To serve, top each half of a toasted English muffin with a slice of ham or Canadian bacon and a poached egg. Spoon the Hollandaise sauce on top and serve immediately. Serves 4

Tuesday, May 4, 2010

Emeril's Ceviche from the Food Network

I’m feeling inspired! I’m heading to Louisville KY next month and can’t wait to go back to one of my favorite restaurants, Seviche, where I had the best Ceviche, EVER. Who knew Louisville was such a hot bed for seafood, but it’s fresh and delicious.

After my first visit, I tried to find a recipe that matched my memory of the taste I enjoyed so much. Again I turn to Emeril Lagasse of the Food Network. Of course it’s not authentic Ceviche, but it is tasty.

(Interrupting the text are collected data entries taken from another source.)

//! ATO cycle phases and the fixed six-phase schedule.

use crate::AgentId;
use serde::{Deserialize, Serialize};
use std::collections::HashSet;
use std::fmt;

/// Closed, strictly ordered enumeration of the six phases of an ATO cycle
/// (§3, §4.1). The legal transition graph is linear with a single
/// cycle-restart edge from `Phase6` back to `Phase1`.
#[derive(Debug, Clone, Copy, PartialEq, Eq, PartialOrd, Ord, Hash, Serialize, Deserialize)]
pub enum Phase {
    Phase1,
    Phase2,
    Phase3,
    Phase4,
    Phase5,
    Phase6,
}

impl Phase {
    pub const ORDER: [Phase; 6] = [
        Phase::Phase1,
        Phase::Phase2,
        Phase::Phase3,
        Phase::Phase4,
        Phase::Phase5,
        Phase::Phase6,
    ];

    /// The phase that follows this one in the transition graph. `Phase6`
    /// wraps to `Phase1` (the single cycle-restart edge).
    pub const fn next(self) -> Phase {
        match self {
            Phase::Phase1 => Phase::Phase2,
            Phase::Phase2 => Phase::Phase3,
            Phase::Phase3 => Phase::Phase4,
            Phase::Phase4 => Phase::Phase5,
            Phase::Phase5 => Phase::Phase6,
            Phase::Phase6 => Phase::Phase1,
        }
    }

    /// Index into `ORDER`, 0-based. Used to detect skip-ahead transitions.
    pub const fn index(self) -> usize {
        match self {
            Phase::Phase1 => 0,
            Phase::Phase2 => 1,
            Phase::Phase3 => 2,
            Phase::Phase4 => 3,
            Phase::Phase5 => 4,
            Phase::Phase6 => 5,
        }
    }
}

impl fmt::Display for Phase {
    fn fmt(&self, f: &mut fmt::Formatter<'_>) -> fmt::Result {
        write!(f, "PHASE{}", self.index() + 1)
    }
}

/// Fixed configuration for one phase slot in the cycle schedule (§3, §6).
#[derive(Debug, Clone, PartialEq, Serialize, Deserialize)]
pub struct PhaseConfig {
    pub phase: Phase,
    pub duration_hours: f64,
    pub offset_hours: f64,
    pub active_agent_ids: HashSet<AgentId>,
    /// Critical phases (PHASE3, PHASE4 by default) can never be skipped,
    /// even with an override (§4.1).
    pub critical: bool,
    /// Actions permitted during this phase. Empty means unrestricted, same
    /// convention as `CategoryPolicy::phase_restricted` (§4.2 factor 2:
    /// "action is listed under current phase's allowed actions").
    pub allowed_actions: HashSet<String>,
}

impl PhaseConfig {
    pub fn new(phase: Phase, duration_hours: f64, offset_hours: f64) -> Self {
        Self {
            phase,
            duration_hours,
            offset_hours,
            active_agent_ids: HashSet::new(),
            critical: false,
            allowed_actions: HashSet::new(),
        }
    }

    pub fn with_active_agents(mut self, agents: impl IntoIterator<Item = AgentId>) -> Self {
        self.active_agent_ids = agents.into_iter().collect();
        self
    }

    pub fn with_allowed_actions(mut self, actions: impl IntoIterator<Item = String>) -> Self {
        self.allowed_actions = actions.into_iter().collect();
        self
    }

    pub fn critical(mut self) -> Self {
        self.critical = true;
        self
    }

    pub fn allows_action(&self, action: &str) -> bool {
        self.allowed_actions.is_empty() || self.allowed_actions.contains(action)
    }
}

/// The full six-phase schedule of one ATO cycle: 72 hours, split across the
/// phases named in `PhaseConfig` entries (§3, §6). `PHASE3` and `PHASE4` are
/// critical by construction in the canonical `standard_72_hour` schedule.
#[derive(Debug, Clone, PartialEq, Serialize, Deserialize)]
pub struct CycleSchedule {
    pub phases: Vec<PhaseConfig>,
}

impl CycleSchedule {
    pub fn config_for(&self, phase: Phase) -> Option<&PhaseConfig> {
        self.phases.iter().find(|p| p.phase == phase)
    }

    pub fn duration_hours(&self, phase: Phase) -> f64 {
        self.config_for(phase).map(|c| c.duration_hours).unwrap_or(0.0)
    }

    pub fn is_critical(&self, phase: Phase) -> bool {
        self.config_for(phase).map(|c| c.critical).unwrap_or(false)
    }

    pub fn active_agents(&self, phase: Phase) -> HashSet<AgentId> {
        self.config_for(phase)
            .map(|c| c.active_agent_ids.clone())
            .unwrap_or_default()
    }

    pub fn allows_action(&self, phase: Phase, action: &str) -> bool {
        self.config_for(phase).map(|c| c.allows_action(action)).unwrap_or(false)
    }
}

My tastes run more tart than sweet, so I skip the orange and pineapple juices (but a lot of people like the sweetness so play around with it). I almost perfer the Simple Ceviche recipe by Ingrid Hoffmann, but I like the color combination of Emeril's version. I substitute seeded and diced red tomatoes for the red pepper to compliment the color of the fish, yellow peppers, purple onions and green cilantro. Oh, and I’m a cilantro-freak, so I usually increase the quantity. Serve it in a martini glass with corn chips (to use as scoops) for a stylish appetizer. Someone also suggested serving it in half of a pitted avocado, which sounds quite good too. Hope you like it and I can’t wait until next month’s trip. (Photo source of similar recipe:

~ Enjoy!


Recipe courtesy Emeril Lagasse, 2005
Prep Time:
15 min
Inactive Prep Time: 4 hr 0 min
Cook Time: --

4 appetizer portions

12 ounces very fresh (sushi-grade) white-fleshed ocean fish, such as grouper, wahoo, sea bass, or red snapper (I use swordfish or scallops)
1/3 cup fresh lime juice
3 tablespoons fresh orange juice
3 tablespoons pineapple juice
1 1/2 tablespoons finely diced serrano pepper
2 tablespoons finely diced yellow bell pepper
2 tablespoons finely diced red bell pepper
1 1/2 tablespoons minced red onion
1 teaspoon minced garlic
2 tablespoons chopped fresh cilantro leaves
1 tablespoon good quality extra-virgin olive oil
1/2 teaspoon kosher salt
8 (3-inch) plantain chips (I didn't have any so I used corn chips)
Lime wedges, for serving

Cut the fish into 1/4-inch dice. Place in a glass dish with the lime juice, orange juice, pineapple juice, peppers, onions, and garlic, tossing to coat. Cover and refrigerate for 3 to 4 hours, stirring occasionally. Add the cilantro, olive oil, and salt. Fold gently to mix. Serve ceviche in martini glasses and garnish with fried plantain chips and lime wedges.